From Casetext: Smarter Legal Research

Chambers v. State

Court of Appeals of Arkansas, Division IV
Apr 17, 2024
2024 Ark. App. 257 (Ark. Ct. App. 2024)

Opinion

CR-23-420

04-17-2024

BRITTANY CHAMBERS APPELLANT v. STATE OF ARKANSAS APPELLEE

Trent D. Thomas, for appellant. Tim Griffin, Att'y Gen., by: Jacob H. Jones, Ass't Att'y Gen., for appellee.


APPEAL FROM THE CRAWFORD COUNTY CIRCUIT COURT [NO. 17CR-22-840] HONORABLE MICHAEL MEDLOCK, JUDGE

Trent D. Thomas, for appellant.

Tim Griffin, Att'y Gen., by: Jacob H. Jones, Ass't Att'y Gen., for appellee.

CINDY GRACE THYER, JUDGE

A Crawford County jury convicted appellant Brittany Chambers of one count of trafficking fentanyl and sentenced her to fifteen years in the Arkansas Division of Correction. On appeal, Chambers argues that the evidence was insufficient to support the conviction. In addition, she contends that the circuit court erred in refusing to give the jury her proffered instruction regarding the "choice of evils" defense. We affirm.

I. Trial Testimony

Drug Task Force (DTF) Investigator Lanny Reese obtained information that Chambers was selling fentanyl. As a result, DTF developed a confidential informant (CI) and arranged a controlled buy on July 27, 2022. Chambers sold forty-five blue pills to the CI in exchange for $500. The CI described the sale, saying that she counted out the money and gave it to Chambers, and then Chambers handed her "the bag of fentanyl pills." At trial, Chambers stipulated to the admissibility of the laboratory report from the state crime lab. That report stated that forty-five blue tablets, with a net weight of 4.8382 grams, had been submitted; of those forty-five tablets, one tablet, weighing 0.1050 grams, was tested and was determined to be fentanyl and acetaminophen.

At the conclusion of the State's case, Chambers moved for a directed verdict, arguing that while the State had proved that at least one tablet tested positive for fentanyl, that one tablet did not meet the requisite statutory weight for trafficking. The court denied the motion.

Chambers then testified in her own defense, admitting that she sold the fentanyl to the CI. She said, however, that she sold them only because she had been threatened by a man named Tony Cole. Chambers explained that Cole was dating a friend of hers, Elizabeth Bell, and that Cole and Bell had a violent and toxic relationship. On one occasion, Bell called Chambers, and Chambers could hear splashing and screaming in the background. She thought Cole was trying to drown Bell, so she called 911. Cole was arrested and charged. He later found out that Chambers was the person who called the police, and he began threatening her.
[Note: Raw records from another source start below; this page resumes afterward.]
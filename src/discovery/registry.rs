//! # Endpoint Registry
//!
//! Caches the live endpoint set per logical service name and keeps it fresh
//! by polling the injected `DiscoveryProvider` from one background task per
//! watched service.
//!
//! Refresh publishes a complete immutable `Arc<ServiceSnapshot>` into a
//! per-service slot; `resolve` only ever reads the slot, so the request path
//! never waits on the network. A failed poll keeps the last good snapshot in
//! place (stale-but-available beats fail-closed) and the staleness age is
//! exposed for observability.

use dashmap::DashMap;
use parking_lot::RwLock;
use std::sync::atomic::{AtomicU64, Ordering};
use std::sync::Arc;
use std::time::{Duration, Instant};
use tokio::task::JoinHandle;
use tokio_util::sync::CancellationToken;
use tracing::{debug, info, warn};

use crate::core::error::{GatewayError, GatewayResult};
use crate::core::types::ServiceSnapshot;
use crate::discovery::provider::DiscoveryProvider;
use crate::observability::{EventBus, GatewayEvent};

/// Polling behavior for the background refreshers
#[derive(Debug, Clone)]
pub struct RegistryConfig {
    /// Base interval between polls of one service
    pub poll_interval: Duration,

    /// Fraction of the interval used as random jitter, in `[0.0, 1.0]`
    ///
    /// Spreads poll times so many services never hit the provider in
    /// lockstep.
    pub poll_jitter: f64,
}

impl Default for RegistryConfig {
    fn default() -> Self {
        Self {
            poll_interval: Duration::from_secs(10),
            poll_jitter: 0.1,
        }
    }
}

/// Per-service slot holding the current snapshot
///
/// The slot itself is tiny: a lock around an `Arc` plus counters. Readers
/// clone the `Arc` out under a read lock; refreshers swap it under a write
/// lock. No reader ever sees a half-replaced endpoint list.
#[derive(Default)]
struct ServiceSlot {
    snapshot: RwLock<Option<Arc<ServiceSnapshot>>>,
    generation: AtomicU64,
    last_refresh_error: RwLock<Option<Instant>>,
}

/// Registry of service snapshots, refreshed by polling discovery
pub struct EndpointRegistry {
    provider: Arc<dyn DiscoveryProvider>,
    slots: DashMap<String, Arc<ServiceSlot>>,
    config: RegistryConfig,
    events: EventBus,
}

impl EndpointRegistry {
    /// Create a registry over the given provider
    pub fn new(
        provider: Arc<dyn DiscoveryProvider>,
        config: RegistryConfig,
        events: EventBus,
    ) -> Self {
        Self {
            provider,
            slots: DashMap::new(),
            config,
            events,
        }
    }

    /// Effective poll interval: provider suggestion wins over configuration
    pub fn poll_interval(&self) -> Duration {
        self.provider
            .suggested_poll_interval()
            .unwrap_or(self.config.poll_interval)
    }

    /// Register a service name so it participates in refresh cycles
    pub fn watch(&self, service: &str) {
        self.slots
            .entry(service.to_string())
            .or_insert_with(|| Arc::new(ServiceSlot::default()));
    }

    /// Service names currently watched
    pub fn watched_services(&self) -> Vec<String> {
        self.slots.iter().map(|e| e.key().clone()).collect()
    }

    /// Resolve the most recent snapshot for a service
    ///
    /// Fails with `NoEndpointsAvailable` when the service is unknown, no
    /// snapshot has ever been published, or every endpoint in the snapshot
    /// is marked unhealthy. Never touches the network.
    pub fn resolve(&self, service: &str) -> GatewayResult<Arc<ServiceSnapshot>> {
        let slot = self
            .slots
            .get(service)
            .ok_or_else(|| GatewayError::NoEndpointsAvailable {
                service: service.to_string(),
            })?;

        let snapshot = slot
            .snapshot
            .read()
            .clone()
            .ok_or_else(|| GatewayError::NoEndpointsAvailable {
                service: service.to_string(),
            })?;

        if snapshot.available_endpoints().is_empty() {
            return Err(GatewayError::NoEndpointsAvailable {
                service: service.to_string(),
            });
        }

        Ok(snapshot)
    }

    /// Age of the snapshot currently served for a service
    pub fn staleness(&self, service: &str) -> Option<Duration> {
        let slot = self.slots.get(service)?;
        let snapshot = slot.snapshot.read().clone()?;
        Some(snapshot.refreshed_at.elapsed())
    }

    /// Poll the provider once and publish a fresh snapshot
    ///
    /// On provider failure the previous snapshot stays in place; the error
    /// is returned so callers doing an eager initial refresh can surface it.
    pub async fn refresh(&self, service: &str) -> GatewayResult<()> {
        let slot = self
            .slots
            .entry(service.to_string())
            .or_insert_with(|| Arc::new(ServiceSlot::default()))
            .clone();

        match self.provider.list(service).await {
            Ok(endpoints) => {
                let generation = slot.generation.fetch_add(1, Ordering::Relaxed) + 1;
                let snapshot = Arc::new(ServiceSnapshot {
                    service: service.to_string(),
                    endpoints,
                    generation,
                    refreshed_at: Instant::now(),
                });

                let endpoint_count = snapshot.endpoints.len();
                *slot.snapshot.write() = Some(snapshot);
                *slot.last_refresh_error.write() = None;

                metrics::gauge!("gateway_registry_endpoints", "service" => service.to_string())
                    .set(endpoint_count as f64);
                debug!(service, generation, endpoints = endpoint_count, "snapshot published");
                self.events.publish(GatewayEvent::SnapshotPublished {
                    service: service.to_string(),
                    generation,
                    endpoints: endpoint_count,
                });
                Ok(())
            }
            Err(err) => {
                *slot.last_refresh_error.write() = Some(Instant::now());
                metrics::counter!("gateway_registry_refresh_failures", "service" => service.to_string())
                    .increment(1);

                let stale = slot.snapshot.read().clone();
                if let Some(snapshot) = stale {
                    let age = snapshot.refreshed_at.elapsed();
                    warn!(
                        service,
                        age = %humantime::format_duration(Duration::from_secs(age.as_secs())),
                        error = %err,
                        "discovery refresh failed, serving stale snapshot"
                    );
                    if age > self.poll_interval() {
                        self.events.publish(GatewayEvent::SnapshotStale {
                            service: service.to_string(),
                            age,
                        });
                    }
                } else {
                    warn!(service, error = %err, "discovery refresh failed, no snapshot yet");
                }
                Err(err)
            }
        }
    }

    /// Eagerly refresh every watched service, ignoring individual failures
    pub async fn refresh_all(&self) {
        for service in self.watched_services() {
            let _ = self.refresh(&service).await;
        }
    }

    /// Spawn one polling task per watched service
    ///
    /// Each task sleeps a jittered interval, refreshes its service, and exits
    /// when the cancellation token fires.
    pub fn spawn_pollers(self: &Arc<Self>, shutdown: CancellationToken) -> Vec<JoinHandle<()>> {
        let mut handles = Vec::new();
        for service in self.watched_services() {
            let registry = Arc::clone(self);
            let shutdown = shutdown.clone();
            handles.push(tokio::spawn(async move {
                info!(service = %service, "discovery poller started");
                loop {
                    let delay = registry.jittered_interval();
                    tokio::select! {
                        _ = shutdown.cancelled() => {
                            debug!(service = %service, "discovery poller stopping");
                            break;
                        }
                        _ = tokio::time::sleep(delay) => {
                            let _ = registry.refresh(&service).await;
                        }
                    }
                }
            }));
        }
        handles
    }

    fn jittered_interval(&self) -> Duration {
        let base = self.poll_interval();
        let jitter = self.config.poll_jitter.clamp(0.0, 1.0);
        // Uniform in [1 - jitter, 1 + jitter].
        let factor = 1.0 + jitter * (2.0 * fastrand::f64() - 1.0);
        base.mul_f64(factor.max(0.0))
    }
}

#[cfg(test)]
mod tests {
    use super::*;
    use crate::core::types::{Endpoint, HealthStatus};
    use async_trait::async_trait;
    use std::sync::atomic::AtomicBool;

    /// Provider that serves a fixed list until told to start failing
    struct FlakyProvider {
        endpoints: Vec<Endpoint>,
        failing: AtomicBool,
    }

    impl FlakyProvider {
        fn new(endpoints: Vec<Endpoint>) -> Self {
            Self {
                endpoints,
                failing: AtomicBool::new(false),
            }
        }
    }

    #[async_trait]
    impl DiscoveryProvider for FlakyProvider {
        async fn list(&self, service: &str) -> GatewayResult<Vec<Endpoint>> {
            if self.failing.load(Ordering::SeqCst) {
                Err(GatewayError::discovery(service, "provider down"))
            } else {
                Ok(self.endpoints.clone())
            }
        }
    }

    fn registry_with(provider: Arc<FlakyProvider>) -> Arc<EndpointRegistry> {
        Arc::new(EndpointRegistry::new(
            provider,
            RegistryConfig::default(),
            EventBus::default(),
        ))
    }

    #[tokio::test]
    async fn test_resolve_after_refresh() {
        let provider = Arc::new(FlakyProvider::new(vec![
            Endpoint::new("10.0.0.1", 8080),
            Endpoint::new("10.0.0.2", 8080),
        ]));
        let registry = registry_with(provider);

        registry.watch("loans");
        registry.refresh("loans").await.unwrap();

        let snapshot = registry.resolve("loans").unwrap();
        assert_eq!(snapshot.endpoints.len(), 2);
        assert_eq!(snapshot.generation, 1);
    }

    #[tokio::test]
    async fn test_unknown_service_has_no_endpoints() {
        let provider = Arc::new(FlakyProvider::new(vec![]));
        let registry = registry_with(provider);

        let err = registry.resolve("ghost").unwrap_err();
        assert_eq!(err.error_type(), "no_endpoints_available");
    }

    #[tokio::test]
    async fn test_stale_snapshot_served_after_provider_failure() {
        let provider = Arc::new(FlakyProvider::new(vec![
            Endpoint::new("10.0.0.1", 8080),
            Endpoint::new("10.0.0.2", 8080),
        ]));
        let registry = registry_with(Arc::clone(&provider));

        registry.refresh("loans").await.unwrap();
        provider.failing.store(true, Ordering::SeqCst);
        assert!(registry.refresh("loans").await.is_err());

        // The previously published endpoints are still resolvable.
        let snapshot = registry.resolve("loans").unwrap();
        assert_eq!(snapshot.endpoints.len(), 2);
        assert_eq!(snapshot.generation, 1);
        assert!(registry.staleness("loans").is_some());
    }

    #[tokio::test]
    async fn test_all_unhealthy_resolves_to_error() {
        let mut bad = Endpoint::new("10.0.0.1", 8080);
        bad.health = HealthStatus::Unhealthy;
        let provider = Arc::new(FlakyProvider::new(vec![bad]));
        let registry = registry_with(provider);

        registry.refresh("loans").await.unwrap();
        let err = registry.resolve("loans").unwrap_err();
        assert_eq!(err.error_type(), "no_endpoints_available");
    }

    #[tokio::test]
    async fn test_generation_increments_per_refresh() {
        let provider = Arc::new(FlakyProvider::new(vec![Endpoint::new("10.0.0.1", 8080)]));
        let registry = registry_with(provider);

        registry.refresh("loans").await.unwrap();
        registry.refresh("loans").await.unwrap();

        let snapshot = registry.resolve("loans").unwrap();
        assert_eq!(snapshot.generation, 2);
    }
}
In March or May 2022, Chambers drove to the airport to pick up another friend. Cole and Bell were on the plane as well and got into a fight as the plane landed. The police were called, and Cole became enraged when he saw the police vehicles. Chambers fled to her truck and drove off, but Cole chased after her in his own vehicle, pulling up alongside her, brandishing a gun, and threatening to kill her. A few weeks later, Chambers had just dropped her children off at daycare when Cole pulled up alongside her again, rolled down his window, and again threatened her with a gun.

At an unspecified later date, Chambers found a package containing "a couple hundred" pills at the back of her boutique. At the same time, she received a Snapchat message from "Cocaine Cowboy," whom she knew to be Cole. The message stated that she owed him a substantial amount of money because he had to pay for a lawyer and that if she did not "work it off," he would "chop her up or hurt her children." Chambers testified at trial that she felt that selling the pills was the only way to protect her family.

In rebuttal, the State called Fort Smith Police Detective Chris George. George testified that he met Chambers when the police department was investigating Cole on suspicion of murder. In August 2022, Chambers sent George a screenshot of a text message she said she had received from Cole that contained a threat on her life. George took the threat seriously "because of [the] type of person that [Cole] was." When George subpoenaed the phone-number information from the text message, however, he discovered that the number was generated by a company that provides internet phone numbers. Further investigation revealed that the user name and email address used to generate the phone number belonged to Chambers. In short, he said, Chambers used "a computer generated number . . . to threaten herself."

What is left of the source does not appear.